Lasdun then uses his digital affliction to remark on the changing definition of reputation in the modern age. A person's “name,” he rightly says, was a crucial part of his or her survival in the past – a time when gossip would often trump reason or fact. That changed with the introduction of such technological innovations as trains or phones, which made it easier for people to form direct interactions with each other. These days, with the ever-growing influence of the Internet, we're paradoxically inching closer back to pre-modernity – a “zone in which our public identities, our outer selves, once again began to assume their definitive form.” Within this strange zone, the effects of Nasreen's stalking still persist. One can find them in the paranoid opening line of Lasdun's personal website (which describes the site as “the only reliably accurate source of information about his work”), as well as in the online remnants of her slanderous reviews of his books.
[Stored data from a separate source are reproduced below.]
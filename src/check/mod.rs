use enumset::{enum_set, EnumSet, EnumSetType};
use serde::{Deserialize, Serialize};

use crate::check::engine::DesignRuleCheck;
use crate::check::msg::CheckMessage;
use crate::check::report::{CancelToken, NullReporter};
use crate::err::Result;
use crate::geom::units::UnsignedLength;
use crate::model::board::BoardModel;
use crate::model::graphics::SlotKind;

pub mod approval;
pub mod engine;
pub mod msg;
pub mod report;

// Most demanding drill path shape the fabrication settings allow.
#[derive(
    Debug, Copy, Clone, PartialEq, Eq, PartialOrd, Ord, Serialize, Deserialize, strum::Display,
)]
#[strum(serialize_all = "snake_case")]
pub enum SlotAllowance {
    None,
    SingleSegmentStraight,
    MultiSegmentStraight,
    Any,
}

impl SlotAllowance {
    pub fn allows(self, kind: SlotKind) -> bool {
        match kind {
            SlotKind::RoundDrill => true,
            SlotKind::SingleSegmentStraight => self >= Self::SingleSegmentStraight,
            SlotKind::MultiSegmentStraight => self >= Self::MultiSegmentStraight,
            SlotKind::Curved => self == Self::Any,
        }
    }
}

// Rule settings, all lengths in nanometres. A zero length disables the
// corresponding check.
#[derive(Debug, Clone, PartialEq, Eq, Serialize, Deserialize)]
pub struct Settings {
    pub min_copper_width: UnsignedLength,
    pub min_copper_copper_clearance: UnsignedLength,
    pub min_copper_board_clearance: UnsignedLength,
    pub min_copper_npth_clearance: UnsignedLength,
    pub min_drill_drill_clearance: UnsignedLength,
    pub min_drill_board_clearance: UnsignedLength,
    pub min_pth_annular_ring: UnsignedLength,
    pub min_npth_drill_diameter: UnsignedLength,
    pub min_pth_drill_diameter: UnsignedLength,
    pub min_npth_slot_width: UnsignedLength,
    pub min_pth_slot_width: UnsignedLength,
    pub allowed_npth_slots: SlotAllowance,
    pub allowed_pth_slots: SlotAllowance,
    pub min_outline_tool_diameter: UnsignedLength,
}

impl Default for Settings {
    // Conservative defaults in the range fabrication houses publish.
    fn default() -> Self {
        Self {
            min_copper_width: UnsignedLength::nm(200_000),
            min_copper_copper_clearance: UnsignedLength::nm(200_000),
            min_copper_board_clearance: UnsignedLength::nm(300_000),
            min_copper_npth_clearance: UnsignedLength::nm(250_000),
            min_drill_drill_clearance: UnsignedLength::nm(350_000),
            min_drill_board_clearance: UnsignedLength::nm(500_000),
            min_pth_annular_ring: UnsignedLength::nm(200_000),
            min_npth_drill_diameter: UnsignedLength::nm(300_000),
            min_pth_drill_diameter: UnsignedLength::nm(300_000),
            min_npth_slot_width: UnsignedLength::nm(1_000_000),
            min_pth_slot_width: UnsignedLength::nm(700_000),
            allowed_npth_slots: SlotAllowance::Any,
            allowed_pth_slots: SlotAllowance::SingleSegmentStraight,
            min_outline_tool_diameter: UnsignedLength::nm(2_000_000),
        }
    }
}

impl Settings {
    // Everything off; tests enable the rules they exercise.
    pub fn disabled() -> Self {
        Self {
            min_copper_width: UnsignedLength::ZERO,
            min_copper_copper_clearance: UnsignedLength::ZERO,
            min_copper_board_clearance: UnsignedLength::ZERO,
            min_copper_npth_clearance: UnsignedLength::ZERO,
            min_drill_drill_clearance: UnsignedLength::ZERO,
            min_drill_board_clearance: UnsignedLength::ZERO,
            min_pth_annular_ring: UnsignedLength::ZERO,
            min_npth_drill_diameter: UnsignedLength::ZERO,
            min_pth_drill_diameter: UnsignedLength::ZERO,
            min_npth_slot_width: UnsignedLength::ZERO,
            min_pth_slot_width: UnsignedLength::ZERO,
            allowed_npth_slots: SlotAllowance::Any,
            allowed_pth_slots: SlotAllowance::Any,
            min_outline_tool_diameter: UnsignedLength::ZERO,
        }
    }
}

// The checks of the suite, in their fixed execution order.
#[derive(EnumSetType, Debug, Hash)]
pub enum BoardCheck {
    CopperWidth,
    CopperCopperClearance,
    CopperBoardClearance,
    CopperHoleClearance,
    DrillDrillClearance,
    DrillBoardClearance,
    AnnularRing,
    DrillDiameter,
    SlotWidth,
    AllowedSlots,
    PadConnection,
    CourtyardClearance,
    BoardOutline,
    UnplacedComponents,
    DefaultDevices,
    MissingConnections,
    StaleObjects,
}

pub const CHECK_ORDER: [BoardCheck; 17] = [
    BoardCheck::CopperWidth,
    BoardCheck::CopperCopperClearance,
    BoardCheck::CopperBoardClearance,
    BoardCheck::CopperHoleClearance,
    BoardCheck::DrillDrillClearance,
    BoardCheck::DrillBoardClearance,
    BoardCheck::AnnularRing,
    BoardCheck::DrillDiameter,
    BoardCheck::SlotWidth,
    BoardCheck::AllowedSlots,
    BoardCheck::PadConnection,
    BoardCheck::CourtyardClearance,
    BoardCheck::BoardOutline,
    BoardCheck::UnplacedComponents,
    BoardCheck::DefaultDevices,
    BoardCheck::MissingConnections,
    BoardCheck::StaleObjects,
];

// Quick runs skip everything slow; planes are not rebuilt and do not
// participate in the clearance check.
pub const QUICK_CHECKS: EnumSet<BoardCheck> = enum_set!(
    BoardCheck::CopperWidth
        | BoardCheck::CopperCopperClearance
        | BoardCheck::CopperBoardClearance
        | BoardCheck::CopperHoleClearance
);

impl BoardCheck {
    pub fn status_text(self) -> &'static str {
        match self {
            Self::CopperWidth => "Checking copper widths...",
            Self::CopperCopperClearance => "Checking copper clearances...",
            Self::CopperBoardClearance => "Checking board edge clearances...",
            Self::CopperHoleClearance => "Checking hole clearances...",
            Self::DrillDrillClearance => "Checking drill clearances...",
            Self::DrillBoardClearance => "Checking drill to board edge clearances...",
            Self::AnnularRing => "Checking annular rings...",
            Self::DrillDiameter => "Checking drill diameters...",
            Self::SlotWidth => "Checking slot widths...",
            Self::AllowedSlots => "Checking for forbidden slots...",
            Self::PadConnection => "Checking pad connections...",
            Self::CourtyardClearance => "Checking courtyard clearances...",
            Self::BoardOutline => "Checking board outline...",
            Self::UnplacedComponents => "Checking for unplaced components...",
            Self::DefaultDevices => "Checking for non-default devices...",
            Self::MissingConnections => "Checking for missing connections...",
            Self::StaleObjects => "Checking for stale objects...",
        }
    }

    // Percentage reached once this check completes; part of the fixed
    // progress schedule.
    pub fn progress_target(self) -> u8 {
        match self {
            Self::CopperWidth => 12,
            Self::CopperCopperClearance => 24,
            Self::CopperBoardClearance => 34,
            Self::CopperHoleClearance => 44,
            Self::DrillDrillClearance => 49,
            Self::DrillBoardClearance => 54,
            Self::AnnularRing => 64,
            Self::DrillDiameter => 66,
            Self::SlotWidth => 68,
            Self::AllowedSlots => 70,
            Self::PadConnection => 72,
            Self::CourtyardClearance => 74,
            Self::BoardOutline => 76,
            Self::UnplacedComponents => 78,
            Self::DefaultDevices => 88,
            Self::MissingConnections => 91,
            Self::StaleObjects => 93,
        }
    }
}

// Everything a finished or cancelled run produced.
#[derive(Debug, Default, Clone)]
pub struct RunOutcome {
    pub messages: Vec<CheckMessage>,
    pub cancelled: bool,
    pub status_log: Vec<String>,
}

// Runs the full suite with no feedback consumer.
pub fn run_drc(
    model: &mut BoardModel,
    settings: &Settings,
    quick: bool,
    cancel: &CancelToken,
) -> Result<RunOutcome> {
    DesignRuleCheck::new(settings.clone(), quick).run(model, cancel, &mut NullReporter)
}

#[cfg(test)]
mod tests {
    use super::*;

    #[test]
    fn test_slot_allowance() {
        assert!(SlotAllowance::None.allows(SlotKind::RoundDrill));
        assert!(!SlotAllowance::None.allows(SlotKind::SingleSegmentStraight));
        assert!(SlotAllowance::SingleSegmentStraight.allows(SlotKind::SingleSegmentStraight));
        assert!(!SlotAllowance::SingleSegmentStraight.allows(SlotKind::MultiSegmentStraight));
        assert!(SlotAllowance::MultiSegmentStraight.allows(SlotKind::SingleSegmentStraight));
        assert!(!SlotAllowance::MultiSegmentStraight.allows(SlotKind::Curved));
        assert!(SlotAllowance::Any.allows(SlotKind::Curved));
    }

    #[test]
    fn test_progress_schedule_is_monotone() {
        let mut last = 0;
        for c in CHECK_ORDER {
            assert!(c.progress_target() > last);
            last = c.progress_target();
        }
        assert!(last < 100);
    }

    #[test]
    fn test_quick_checks_are_prefix_of_order() {
        for c in QUICK_CHECKS {
            assert!(CHECK_ORDER[..4].contains(&c));
        }
    }
}
use serde::{Deserialize, Serialize};
use uuid::Uuid;

use crate::geom::path::Path;
use crate::geom::point::Point;
use crate::geom::units::{Length, PositiveLength};
use crate::model::layer::Layer;

// A named signal of the circuit.
#[derive(Debug, Clone, PartialEq, Eq, Serialize, Deserialize)]
pub struct NetSignal {
    pub uuid: Uuid,
    pub name: String,
}

// Plated through-hole via. Always spans all copper layers.
#[derive(Debug, Clone, PartialEq, Eq, Serialize, Deserialize)]
pub struct Via {
    pub uuid: Uuid,
    pub position: Point,
    pub size: PositiveLength,
    pub drill: PositiveLength,
    pub stop_mask_offset: Option<Length>,
}

impl Via {
    // The drill as a path, for the generic hole machinery.
    pub fn drill_path(&self) -> Path {
        Path::from_points(&[self.position])
    }
}

// Junction point of net lines within a segment.
#[derive(Debug, Clone, PartialEq, Eq, Serialize, Deserialize)]
pub struct NetPoint {
    pub uuid: Uuid,
    pub position: Point,
}

// What a net line end attaches to.
#[derive(Debug, Copy, Clone, PartialEq, Eq, Serialize, Deserialize)]
pub enum NetLineAnchor {
    Junction(Uuid),
    Via(Uuid),
    Pad { device: Uuid, pad: Uuid },
}

// Routed trace on a single copper layer.
#[derive(Debug, Clone, PartialEq, Eq, Serialize, Deserialize)]
pub struct NetLine {
    pub uuid: Uuid,
    pub layer: Layer,
    pub width: PositiveLength,
    pub start: NetLineAnchor,
    pub end: NetLineAnchor,
}

// A connected group of vias, lines and junctions belonging to one net.
#[derive(Debug, Clone, PartialEq, Eq, Serialize, Deserialize)]
pub struct NetSegment {
    pub uuid: Uuid,
    pub net: Option<Uuid>,
    pub vias: Vec<Via>,
    pub lines: Vec<NetLine>,
    pub points: Vec<NetPoint>,
}

impl NetSegment {
    pub fn new(uuid: Uuid, net: Option<Uuid>) -> Self {
        Self { uuid, net, vias: Vec::new(), lines: Vec::new(), points: Vec::new() }
    }

    pub fn via(&self, uuid: Uuid) -> Option<&Via> {
        self.vias.iter().find(|v| v.uuid == uuid)
    }

    pub fn point(&self, uuid: Uuid) -> Option<&NetPoint> {
        self.points.iter().find(|p| p.uuid == uuid)
    }

    // A stale segment routes nothing at all.
    pub fn is_empty(&self) -> bool {
        self.vias.is_empty() && self.lines.is_empty()
    }

    // Junctions no net line attaches to.
    pub fn unconnected_points(&self) -> impl Iterator<Item = &NetPoint> {
        self.points.iter().filter(|p| {
            !self.lines.iter().any(|l| {
                l.start == NetLineAnchor::Junction(p.uuid) || l.end == NetLineAnchor::Junction(p.uuid)
            })
        })
    }
}

#[cfg(test)]
mod tests {
    use super::*;
    use crate::geom::pt;

    fn uuid(n: u128) -> Uuid {
        Uuid::from_u128(n)
    }

    #[test]
    fn test_unconnected_points() {
        let mut seg = NetSegment::new(uuid(1), None);
        seg.points.push(NetPoint { uuid: uuid(2), position: pt(0, 0) });
        seg.points.push(NetPoint { uuid: uuid(3), position: pt(1_000, 0) });
        seg.points.push(NetPoint { uuid: uuid(4), position: pt(2_000, 0) });
        seg.lines.push(NetLine {
            uuid: uuid(5),
            layer: Layer::TopCopper,
            width: PositiveLength::nm(200_000),
            start: NetLineAnchor::Junction(uuid(2)),
            end: NetLineAnchor::Junction(uuid(3)),
        });
        let stale: Vec<_> = seg.unconnected_points().map(|p| p.uuid).collect();
        assert_eq!(stale, vec![uuid(4)]);
        assert!(!seg.is_empty());
        assert!(NetSegment::new(uuid(9), None).is_empty());
    }
}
In short, Lasdun offers us a rare glimpse into the nature of modern obsession. In the process, an adage he attributes to George Eliot turns out to be eerily prophetic: “The last thing we learn in life is our effect on other people.” Today, with the onslaught of online opinions, it may just be the first thing we learn.

Ruth Margalit, who reviews books frequently for Haaretz English Edition, is on the editorial staff of The New Yorker.